Why are so many patients who now have insurance still taking their aches a sprains to the ER?

Robert Blendon is a Professor of Health Policy and Political Analysis at Harvard's School of Public Health. It – along with the Robert Wood Johnson Foundation and NPR -- releaseda study on patient perspectives on healthcare. He says many people end up in the emergency room for minor health concerns because they don't have anywhere else to go.

"In many communities, people in medical practice are not open on weekends, they’re not open on nights, and so patients who feel they really needed to be seen at odd hours use those emergency rooms," Blendon says.

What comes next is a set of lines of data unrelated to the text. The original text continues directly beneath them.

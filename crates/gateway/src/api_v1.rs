//! HTTP API v1.
//!
//! Endpoints:
//!
//! - `POST   /v1/chat-messages`                 — Run a turn (blocking JSON or SSE stream)
//! - `POST   /v1/chat-messages/{task_id}/stop`  — Stop a running turn
//! - `GET    /v1/messages`                      — Message history of a conversation
//! - `GET    /v1/messages/{id}/suggested`       — Follow-up questions for a message
//! - `POST   /v1/messages/{id}/feedbacks`       — Like, dislike or clear a rating
//! - `POST   /v1/conversations/{id}/name`       — Rename (or auto-name) a conversation
//! - `DELETE /v1/conversations/{id}`            — Disable a conversation

use std::convert::Infallible;
use std::sync::Arc;
use std::sync::atomic::{AtomicBool, Ordering};
use std::time::Duration;

use axum::{
    Router,
    extract::{Path, Query, State},
    http::StatusCode,
    response::sse::{Event as SseEvent, KeepAlive, Sse},
    response::{IntoResponse, Json, Response},
    routing::{get, post},
};
use serde::{Deserialize, Serialize};
use serde_json::{Map, Value, json};
use tokio_stream::StreamExt;
use tracing::{info, warn};

use agentry_agent::{Engine, EventPayload, HistoryPage, RenameMode, RequestContext};
use agentry_core::error::{Error, StoreError};
use agentry_core::message::{MessageState, Rating};
use agentry_core::turn::TurnRequest;

// ── State ─────────────────────────────────────────────────────────────────

pub struct ApiV1State {
    pub engine: Engine,
    /// Streaming turns with no message chunk within this window are stopped.
    pub first_token_timeout: Option<Duration>,
}

impl ApiV1State {
    pub fn new(engine: Engine) -> Self {
        let secs = engine.config().gateway.first_token_timeout_secs;
        Self {
            first_token_timeout: (secs > 0).then(|| Duration::from_secs(secs)),
            engine,
        }
    }
}

pub type SharedApiState = Arc<ApiV1State>;

// ── Router ────────────────────────────────────────────────────────────────

/// Build the v1 API router. Nest this under "/v1" in the main router.
pub fn v1_router(state: SharedApiState) -> Router {
    Router::new()
        .route("/chat-messages", post(chat_messages_handler))
        .route("/chat-messages/{task_id}/stop", post(stop_handler))
        .route("/messages", get(history_handler))
        .route("/messages/{id}/suggested", get(suggested_handler))
        .route("/messages/{id}/feedbacks", post(feedback_handler))
        .route("/conversations/{id}/name", post(rename_handler))
        .route("/conversations/{id}", axum::routing::delete(delete_conversation_handler))
        .with_state(state)
}

// ── Errors ────────────────────────────────────────────────────────────────

#[derive(Debug)]
pub enum ApiError {
    BadRequest(String),
    Engine(Error),
}

impl From<Error> for ApiError {
    fn from(e: Error) -> Self {
        Self::Engine(e)
    }
}

#[derive(Serialize)]
struct ErrorResponse {
    code: &'static str,
    message: String,
}

impl IntoResponse for ApiError {
    fn into_response(self) -> Response {
        let (status, code, message) = match self {
            Self::BadRequest(message) => (StatusCode::BAD_REQUEST, "invalid_param", message),
            Self::Engine(e) if e.is_precondition() => (StatusCode::BAD_REQUEST, "bad_request", e.to_string()),
            Self::Engine(e @ Error::Store(StoreError::NotFound { .. })) => {
                (StatusCode::NOT_FOUND, "not_found", e.to_string())
            }
            Self::Engine(e) if e.is_stopped() => (StatusCode::CONFLICT, "stopped", e.to_string()),
            Self::Engine(e) => {
                warn!(error = %e, "Request failed");
                (StatusCode::INTERNAL_SERVER_ERROR, "internal_error", e.to_string())
            }
        };
        (status, Json(ErrorResponse { code, message })).into_response()
    }
}

type ApiResult<T> = std::result::Result<T, ApiError>;

// ── Request / Response types ──────────────────────────────────────────────

#[derive(Debug, Clone, Copy, Default, PartialEq, Eq, Deserialize)]
#[serde(rename_all = "lowercase")]
enum ResponseMode {
    #[default]
    Blocking,
    Streaming,
}

#[derive(Deserialize)]
struct ChatMessagesRequest {
    #[serde(default)]
    inputs: Map<String, Value>,
    #[serde(default)]
    query: String,
    #[serde(default)]
    response_mode: ResponseMode,
    /// Empty or missing opens a new conversation.
    #[serde(default)]
    conversation_id: Option<String>,
    /// Regenerate this message.
    #[serde(default)]
    message_id: Option<String>,
    user: String,
    #[serde(default = "default_agent")]
    agent: String,
    #[serde(default)]
    model: Option<String>,
}

fn default_agent() -> String {
    "chat".into()
}

fn non_empty(value: Option<String>) -> Option<String> {
    value.filter(|v| !v.is_empty())
}

impl ChatMessagesRequest {
    fn into_turn(self) -> ApiResult<TurnRequest> {
        if self.user.is_empty() {
            return Err(ApiError::BadRequest("user is required".into()));
        }
        let mut request = TurnRequest::new(self.agent, self.user, self.query);
        request.inputs = self.inputs;
        request.conversation_id = non_empty(self.conversation_id);
        request.message_id = non_empty(self.message_id);
        request.model = non_empty(self.model);
        Ok(request)
    }
}

#[derive(Serialize)]
struct ChatMessageResponse {
    event: &'static str,
    task_id: String,
    message_id: String,
    conversation_id: String,
    answer: String,
    status: MessageState,
    metadata: ChatMetadata,
}

#[derive(Serialize)]
struct ChatMetadata {
    rounds: u32,
    tool_calls: usize,
}

#[derive(Deserialize)]
struct UserBody {
    user: String,
}

#[derive(Deserialize)]
struct UserQuery {
    user: String,
}

#[derive(Deserialize)]
struct HistoryQuery {
    conversation_id: String,
    user: String,
    #[serde(default)]
    first_id: Option<String>,
    #[serde(default)]
    limit: Option<usize>,
}

#[derive(Deserialize)]
struct RenameRequest {
    #[serde(default)]
    name: Option<String>,
    #[serde(default)]
    auto_generate: bool,
    user: String,
}

#[derive(Deserialize)]
struct FeedbackRequest {
    /// `null` withdraws the rating.
    #[serde(default)]
    rating: Option<Rating>,
    #[serde(default)]
    content: Option<String>,
    user: String,
}

#[derive(Serialize)]
struct RenameResponse {
    id: String,
    name: String,
}

fn success() -> Json<Value> {
    Json(json!({ "result": "success" }))
}

// ── Handlers ──────────────────────────────────────────────────────────────

async fn chat_messages_handler(
    State(state): State<SharedApiState>,
    Json(payload): Json<ChatMessagesRequest>,
) -> ApiResult<Response> {
    let mode = payload.response_mode;
    let request = payload.into_turn()?;
    info!(agent = %request.agent, mode = ?mode, conversation_id = ?request.conversation_id, "v1/chat-messages request");

    match mode {
        ResponseMode::Blocking => {
            let result = state.engine.run_blocking(request).await?;
            Ok(Json(ChatMessageResponse {
                event: "message",
                task_id: result.message_id.clone(),
                message_id: result.message_id,
                conversation_id: result.conversation_id,
                answer: result.answer,
                status: result.status,
                metadata: ChatMetadata {
                    rounds: result.rounds,
                    tool_calls: result.tool_calls.len(),
                },
            })
            .into_response())
        }
        ResponseMode::Streaming => {
            let stream = state.engine.run_streaming(request).await?;

            let first_token = Arc::new(AtomicBool::new(false));
            if let Some(timeout) = state.first_token_timeout {
                spawn_first_token_watchdog(stream.context().clone(), first_token.clone(), timeout);
            }

            // The turn stream moves into the response; a dropped connection drops it and stops the turn.
            let events = stream.map(move |event| {
                if matches!(event.payload, EventPayload::Message { .. }) {
                    first_token.store(true, Ordering::SeqCst);
                }
                let data = serde_json::to_string(&event).unwrap_or_default();
                Ok::<_, Infallible>(SseEvent::default().event(event.event_type()).data(data))
            });
            Ok(Sse::new(events).keep_alive(KeepAlive::default()).into_response())
        }
    }
}

fn spawn_first_token_watchdog(ctx: Arc<RequestContext>, first_token: Arc<AtomicBool>, timeout: Duration) {
    tokio::spawn(async move {
        tokio::time::sleep(timeout).await;
        if !first_token.load(Ordering::SeqCst) && ctx.state() == MessageState::Running {
            warn!(
                message_id = %ctx.message_id(),
                timeout_secs = timeout.as_secs(),
                "No message chunk in time, stopping turn"
            );
            ctx.stop();
        }
    });
}

async fn stop_handler(
    State(state): State<SharedApiState>,
    Path(task_id): Path<String>,
    Json(body): Json<UserBody>,
) -> ApiResult<Json<Value>> {
    state.engine.stop(&task_id, &body.user).await?;
    Ok(success())
}

async fn history_handler(
    State(state): State<SharedApiState>,
    Query(query): Query<HistoryQuery>,
) -> ApiResult<Json<HistoryPage>> {
    let page = state
        .engine
        .history(&query.conversation_id, &query.user, query.first_id.as_deref(), query.limit)
        .await?;
    Ok(Json(page))
}

async fn suggested_handler(
    State(state): State<SharedApiState>,
    Path(message_id): Path<String>,
    Query(query): Query<UserQuery>,
) -> ApiResult<Json<Value>> {
    let questions = state.engine.suggest_questions(&message_id, &query.user).await?;
    Ok(Json(json!({ "result": "success", "data": questions })))
}

async fn feedback_handler(
    State(state): State<SharedApiState>,
    Path(message_id): Path<String>,
    Json(body): Json<FeedbackRequest>,
) -> ApiResult<Json<Value>> {
    if body.user.is_empty() {
        return Err(ApiError::BadRequest("user is required".into()));
    }
    state
        .engine
        .feedback_message(&message_id, &body.user, body.rating, non_empty(body.content))
        .await?;
    Ok(success())
}

async fn rename_handler(
    State(state): State<SharedApiState>,
    Path(conversation_id): Path<String>,
    Json(body): Json<RenameRequest>,
) -> ApiResult<Json<RenameResponse>> {
    let mode = if body.auto_generate {
        RenameMode::Auto
    } else {
        match non_empty(body.name) {
            Some(name) => RenameMode::Manual(name),
            None => return Err(ApiError::BadRequest("name is required unless auto_generate is set".into())),
        }
    };
    let name = state.engine.rename_conversation(&conversation_id, &body.user, mode).await?;
    Ok(Json(RenameResponse {
        id: conversation_id,
        name,
    }))
}

async fn delete_conversation_handler(
    State(state): State<SharedApiState>,
    Path(conversation_id): Path<String>,
    Json(body): Json<UserBody>,
) -> ApiResult<Json<Value>> {
    state.engine.delete_conversation(&conversation_id, &body.user).await?;
    Ok(success())
}
//! Turn request and result — what a caller hands the engine and gets back.

use serde::{Deserialize, Serialize};
use crate::message::{ConversationKind, MessageState};
use crate::tool::ToolCallRecord;

/// One user query to run through an agent.
#[derive(Debug, Clone, Serialize, Deserialize)]
pub struct TurnRequest {
    /// Persona name (e.g. "chat").
    pub agent: String,
    /// Owner of the conversation.
    pub user: String,
    #[serde(default)]
    pub query: String,
    #[serde(default)]
    pub inputs: serde_json::Map<String, serde_json::Value>,
    /// Continue an existing conversation; `None` opens a new one.
    #[serde(default, skip_serializing_if = "Option::is_none")]
    pub conversation_id: Option<String>,
    /// Regenerate an existing message; its stored inputs and query are replayed.
    #[serde(default, skip_serializing_if = "Option::is_none")]
    pub message_id: Option<String>,
    /// Initial title for a new conversation.
    #[serde(default)]
    pub title: String,
    #[serde(default)]
    pub kind: ConversationKind,
    /// "provider/model" override for this turn.
    #[serde(default, skip_serializing_if = "Option::is_none")]
    pub model: Option<String>,
}

impl TurnRequest {
    pub fn new(agent: impl Into<String>, user: impl Into<String>, query: impl Into<String>) -> Self {
        Self {
            agent: agent.into(),
            user: user.into(),
            query: query.into(),
            inputs: serde_json::Map::new(),
            conversation_id: None,
            message_id: None,
            title: String::new(),
            kind: ConversationKind::Main,
            model: None,
        }
    }

    pub fn with_conversation(mut self, conversation_id: impl Into<String>) -> Self {
        self.conversation_id = Some(conversation_id.into());
        self
    }

    pub fn with_message(mut self, message_id: impl Into<String>) -> Self {
        self.message_id = Some(message_id.into());
        self
    }

    pub fn with_input(mut self, key: impl Into<String>, value: impl Into<serde_json::Value>) -> Self {
        self.inputs.insert(key.into(), value.into());
        self
    }

    pub fn with_kind(mut self, kind: ConversationKind) -> Self {
        self.kind = kind;
        self
    }

    pub fn with_title(mut self, title: impl Into<String>) -> Self {
        self.title = title.into();
        self
    }
}

/// The outcome of a completed turn.
#[derive(Debug, Clone, Serialize, Deserialize)]
pub struct TurnResult {
    pub conversation_id: String,
    pub message_id: String,
    /// The final round's text.
    pub answer: String,
    pub status: MessageState,
    pub rounds: u32,
    pub tool_calls: Vec<ToolCallRecord>,
}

But that happens everywhere. So why are so many of Wisconsin’s emergency room patients being treated for things that could be handled in a doctor’s office – 51-percent when the national average is 47? Blendon says Wisconsin just doesn’t have enough primary care doctors, clinics, or urgent care facilities to serve the number of newly insured patients.

"So, what is available where they live is emergency rooms. So you’ve given them a card, but the physicians haven’t moved into central Milwaukee. They haven’t moved into the more difficult, isolated, rural areas. So people use that card to go to the only facility that may be just available for them."

Dr. Chris Decker is in the thick of this increase in emergency room patients. He’s the Emergency Department Medical Director at Froedtert & the Medical College of Wisconsin. He says it’ll be awhile before things slow down in Wisconsin’s emergency rooms.

"Some of this may be as simple as education," Decker says. "Some of it is meeting patient’s needs, having off-hours clinics or after hours clinics or weekend clinics. We’re having that dialogue at this institution. I know they’re having the dialogue citywide. But that kind of dialogue is occurring because of the increased volumes that we’re seeing because of the ACA."

Blendon says Wisconsin’s health care industry will eventually have room for all of its new patients, but it could take five years before there is a significant drop in the percentage who use emergency rooms for non-emergency care.